* [EXERCISE INPUT]
+--

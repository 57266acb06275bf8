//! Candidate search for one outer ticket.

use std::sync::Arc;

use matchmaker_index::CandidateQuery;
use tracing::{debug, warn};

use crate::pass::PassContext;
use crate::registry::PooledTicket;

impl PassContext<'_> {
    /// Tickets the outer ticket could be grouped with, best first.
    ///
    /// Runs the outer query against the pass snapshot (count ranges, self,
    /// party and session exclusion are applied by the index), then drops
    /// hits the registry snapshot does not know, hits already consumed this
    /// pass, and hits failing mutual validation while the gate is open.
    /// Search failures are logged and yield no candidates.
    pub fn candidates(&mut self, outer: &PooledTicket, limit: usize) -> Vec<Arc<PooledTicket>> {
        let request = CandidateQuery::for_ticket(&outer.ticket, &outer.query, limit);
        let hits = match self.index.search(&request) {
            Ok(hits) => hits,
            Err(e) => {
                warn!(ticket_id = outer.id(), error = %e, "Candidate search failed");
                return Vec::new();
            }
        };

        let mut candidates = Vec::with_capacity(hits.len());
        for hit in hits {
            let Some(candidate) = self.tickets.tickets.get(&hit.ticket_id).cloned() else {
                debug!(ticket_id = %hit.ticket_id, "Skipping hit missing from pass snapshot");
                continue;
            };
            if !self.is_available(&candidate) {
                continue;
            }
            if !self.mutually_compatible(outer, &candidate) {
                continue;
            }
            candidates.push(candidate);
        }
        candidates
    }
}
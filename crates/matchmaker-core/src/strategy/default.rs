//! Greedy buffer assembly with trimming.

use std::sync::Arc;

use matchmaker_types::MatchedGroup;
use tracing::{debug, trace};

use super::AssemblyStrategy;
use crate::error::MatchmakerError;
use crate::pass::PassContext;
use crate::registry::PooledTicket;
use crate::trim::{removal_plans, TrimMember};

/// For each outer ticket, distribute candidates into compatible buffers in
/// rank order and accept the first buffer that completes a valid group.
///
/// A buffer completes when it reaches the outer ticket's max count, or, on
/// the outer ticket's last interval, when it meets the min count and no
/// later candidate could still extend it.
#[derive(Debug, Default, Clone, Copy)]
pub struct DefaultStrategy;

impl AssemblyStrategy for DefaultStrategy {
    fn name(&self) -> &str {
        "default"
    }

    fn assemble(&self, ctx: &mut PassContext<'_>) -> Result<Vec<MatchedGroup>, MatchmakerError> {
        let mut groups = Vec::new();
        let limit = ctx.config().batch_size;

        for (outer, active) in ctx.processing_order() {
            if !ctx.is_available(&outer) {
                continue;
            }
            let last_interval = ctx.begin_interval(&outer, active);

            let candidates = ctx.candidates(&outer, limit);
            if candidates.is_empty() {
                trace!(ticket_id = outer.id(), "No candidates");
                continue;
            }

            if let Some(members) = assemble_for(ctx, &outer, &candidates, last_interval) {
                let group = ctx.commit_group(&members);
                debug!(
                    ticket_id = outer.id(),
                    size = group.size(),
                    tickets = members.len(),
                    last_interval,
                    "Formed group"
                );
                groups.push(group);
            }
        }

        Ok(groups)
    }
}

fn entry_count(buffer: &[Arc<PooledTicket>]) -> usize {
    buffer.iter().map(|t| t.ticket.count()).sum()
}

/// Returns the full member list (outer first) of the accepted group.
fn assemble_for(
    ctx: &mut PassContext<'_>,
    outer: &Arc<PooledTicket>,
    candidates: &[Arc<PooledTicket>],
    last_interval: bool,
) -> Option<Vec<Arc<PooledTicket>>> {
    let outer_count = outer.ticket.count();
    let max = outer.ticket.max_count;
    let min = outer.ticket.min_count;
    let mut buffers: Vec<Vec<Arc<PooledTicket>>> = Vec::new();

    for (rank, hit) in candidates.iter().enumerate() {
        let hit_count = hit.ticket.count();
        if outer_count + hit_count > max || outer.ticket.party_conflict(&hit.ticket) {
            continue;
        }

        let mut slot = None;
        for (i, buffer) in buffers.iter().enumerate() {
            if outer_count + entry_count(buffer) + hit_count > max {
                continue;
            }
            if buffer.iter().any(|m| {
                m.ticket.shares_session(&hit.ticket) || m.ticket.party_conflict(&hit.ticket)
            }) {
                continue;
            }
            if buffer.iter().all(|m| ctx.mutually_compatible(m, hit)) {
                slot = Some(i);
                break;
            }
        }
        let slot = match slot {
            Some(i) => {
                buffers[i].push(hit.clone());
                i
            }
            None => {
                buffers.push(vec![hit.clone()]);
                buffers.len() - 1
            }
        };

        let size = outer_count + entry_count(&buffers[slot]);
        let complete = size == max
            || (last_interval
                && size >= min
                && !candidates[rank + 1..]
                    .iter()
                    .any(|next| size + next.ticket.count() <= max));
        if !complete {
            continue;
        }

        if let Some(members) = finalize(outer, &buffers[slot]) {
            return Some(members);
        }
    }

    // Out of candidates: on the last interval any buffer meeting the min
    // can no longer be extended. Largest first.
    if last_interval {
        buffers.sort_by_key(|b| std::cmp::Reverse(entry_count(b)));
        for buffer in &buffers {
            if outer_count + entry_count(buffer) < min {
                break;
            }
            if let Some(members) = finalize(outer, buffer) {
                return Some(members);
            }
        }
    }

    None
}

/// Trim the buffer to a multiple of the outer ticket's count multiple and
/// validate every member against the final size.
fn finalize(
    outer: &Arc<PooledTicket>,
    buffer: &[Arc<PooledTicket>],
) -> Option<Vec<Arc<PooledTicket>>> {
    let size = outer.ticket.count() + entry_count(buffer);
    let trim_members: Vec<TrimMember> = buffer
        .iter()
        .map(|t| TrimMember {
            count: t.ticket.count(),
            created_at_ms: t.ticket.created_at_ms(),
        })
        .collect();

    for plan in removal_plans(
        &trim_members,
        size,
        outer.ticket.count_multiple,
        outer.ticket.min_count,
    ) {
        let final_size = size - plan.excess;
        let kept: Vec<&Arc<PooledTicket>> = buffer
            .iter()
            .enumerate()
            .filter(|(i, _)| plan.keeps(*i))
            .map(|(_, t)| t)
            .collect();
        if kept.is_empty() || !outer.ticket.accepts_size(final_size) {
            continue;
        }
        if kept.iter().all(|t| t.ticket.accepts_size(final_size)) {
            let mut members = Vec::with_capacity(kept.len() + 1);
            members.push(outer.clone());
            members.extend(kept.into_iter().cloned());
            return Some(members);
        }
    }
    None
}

+--

* [GOAL OF THE EXERCISE]
In your response, give all the records again with nothing altered.

* [PROBLEM SOLUTION]
repository 57266acb06275bf8
//! Candidate search for one outer ticket.

use std::sync::Arc;

use matchmaker_index::CandidateQuery;
use tracing::{debug, warn};

use crate::pass::PassContext;
use crate::registry::PooledTicket;

impl PassContext<'_> {
    /// Tickets the outer ticket could be grouped with, best first.
    ///
    /// Runs the outer query against the pass snapshot (count ranges, self,
    /// party and session exclusion are applied by the index), then drops
    /// hits the registry snapshot does not know, hits already consumed this
    /// pass, and hits failing mutual validation while the gate is open.
    /// Search failures are logged and yield no candidates.
    pub fn candidates(&mut self, outer: &PooledTicket, limit: usize) -> Vec<Arc<PooledTicket>> {
        let request = CandidateQuery::for_ticket(&outer.ticket, &outer.query, limit);
        let hits = match self.index.search(&request) {
            Ok(hits) => hits,
            Err(e) => {
                warn!(ticket_id = outer.id(), error = %e, "Candidate search failed");
                return Vec::new();
            }
        };

        let mut candidates = Vec::with_capacity(hits.len());
        for hit in hits {
            let Some(candidate) = self.tickets.tickets.get(&hit.ticket_id).cloned() else {
                debug!(ticket_id = %hit.ticket_id, "Skipping hit missing from pass snapshot");
                continue;
            };
            if !self.is_available(&candidate) {
                continue;
            }
            if !self.mutually_compatible(outer, &candidate) {
                continue;
            }
            candidates.push(candidate);
        }
        candidates
    }
}
filename crates/matchmaker-core/src/strategy/default.rs
//! Greedy buffer assembly with trimming.

use std::sync::Arc;

use matchmaker_types::MatchedGroup;
use tracing::{debug, trace};

use super::AssemblyStrategy;
use crate::error::MatchmakerError;
use crate::pass::PassContext;
use crate::registry::PooledTicket;
use crate::trim::{removal_plans, TrimMember};

/// For each outer ticket, distribute candidates into compatible buffers in
/// rank order and accept the first buffer that completes a valid group.
///
/// A buffer completes when it reaches the outer ticket's max count, or, on
/// the outer ticket's last interval, when it meets the min count and no
/// later candidate could still extend it.
#[derive(Debug, Default, Clone, Copy)]
pub struct DefaultStrategy;

impl AssemblyStrategy for DefaultStrategy {
    fn name(&self) -> &str {
        "default"
    }

    fn assemble(&self, ctx: &mut PassContext<'_>) -> Result<Vec<MatchedGroup>, MatchmakerError> {
        let mut groups = Vec::new();
        let limit = ctx.config().batch_size;

        for (outer, active) in ctx.processing_order() {
            if !ctx.is_available(&outer) {
                continue;
            }
            let last_interval = ctx.begin_interval(&outer, active);

            let candidates = ctx.candidates(&outer, limit);
            if candidates.is_empty() {
                trace!(ticket_id = outer.id(), "No candidates");
                continue;
            }

            if let Some(members) = assemble_for(ctx, &outer, &candidates, last_interval) {
                let group = ctx.commit_group(&members);
                debug!(
                    ticket_id = outer.id(),
                    size = group.size(),
                    tickets = members.len(),
                    last_interval,
                    "Formed group"
                );
                groups.push(group);
            }
        }

        Ok(groups)
    }
}

fn entry_count(buffer: &[Arc<PooledTicket>]) -> usize {
    buffer.iter().map(|t| t.ticket.count()).sum()
}

/// Returns the full member list (outer first) of the accepted group.
fn assemble_for(
    ctx: &mut PassContext<'_>,
    outer: &Arc<PooledTicket>,
    candidates: &[Arc<PooledTicket>],
    last_interval: bool,
) -> Option<Vec<Arc<PooledTicket>>> {
    let outer_count = outer.ticket.count();
    let max = outer.ticket.max_count;
    let min = outer.ticket.min_count;
    let mut buffers: Vec<Vec<Arc<PooledTicket>>> = Vec::new();

    for (rank, hit) in candidates.iter().enumerate() {
        let hit_count = hit.ticket.count();
        if outer_count + hit_count > max || outer.ticket.party_conflict(&hit.ticket) {
            continue;
        }

        let mut slot = None;
        for (i, buffer) in buffers.iter().enumerate() {
            if outer_count + entry_count(buffer) + hit_count > max {
                continue;
            }
            if buffer.iter().any(|m| {
                m.ticket.shares_session(&hit.ticket) || m.ticket.party_conflict(&hit.ticket)
            }) {
                continue;
            }
            if buffer.iter().all(|m| ctx.mutually_compatible(m, hit)) {
                slot = Some(i);
                break;
            }
        }
        let slot = match slot {
            Some(i) => {
                buffers[i].push(hit.clone());
                i
            }
            None => {
                buffers.push(vec![hit.clone()]);
                buffers.len() - 1
            }
        };

        let size = outer_count + entry_count(&buffers[slot]);
        let complete = size == max
            || (last_interval
                && size >= min
                && !candidates[rank + 1..]
                    .iter()
                    .any(|next| size + next.ticket.count() <= max));
        if !complete {
            continue;
        }

        if let Some(members) = finalize(outer, &buffers[slot]) {
            return Some(members);
        }
    }

    // Out of candidates: on the last interval any buffer meeting the min
    // can no longer be extended. Largest first.
    if last_interval {
        buffers.sort_by_key(|b| std::cmp::Reverse(entry_count(b)));
        for buffer in &buffers {
            if outer_count + entry_count(buffer) < min {
                break;
            }
            if let Some(members) = finalize(outer, buffer) {
                return Some(members);
            }
        }
    }

    None
}

/// Trim the buffer to a multiple of the outer ticket's count multiple and
/// validate every member against the final size.
fn finalize(
    outer: &Arc<PooledTicket>,
    buffer: &[Arc<PooledTicket>],
) -> Option<Vec<Arc<PooledTicket>>> {
    let size = outer.ticket.count() + entry_count(buffer);
    let trim_members: Vec<TrimMember> = buffer
        .iter()
        .map(|t| TrimMember {
            count: t.ticket.count(),
            created_at_ms: t.ticket.created_at_ms(),
        })
        .collect();

    for plan in removal_plans(
        &trim_members,
        size,
        outer.ticket.count_multiple,
        outer.ticket.min_count,
    ) {
        let final_size = size - plan.excess;
        let kept: Vec<&Arc<PooledTicket>> = buffer
            .iter()
            .enumerate()
            .filter(|(i, _)| plan.keeps(*i))
            .map(|(_, t)| t)
            .collect();
        if kept.is_empty() || !outer.ticket.accepts_size(final_size) {
            continue;
        }
        if kept.iter().all(|t| t.ticket.accepts_size(final_size)) {
            let mut members = Vec::with_capacity(kept.len() + 1);
            members.push(outer.clone());
            members.extend(kept.into_iter().cloned());
            return Some(members);
        }
    }
    None
}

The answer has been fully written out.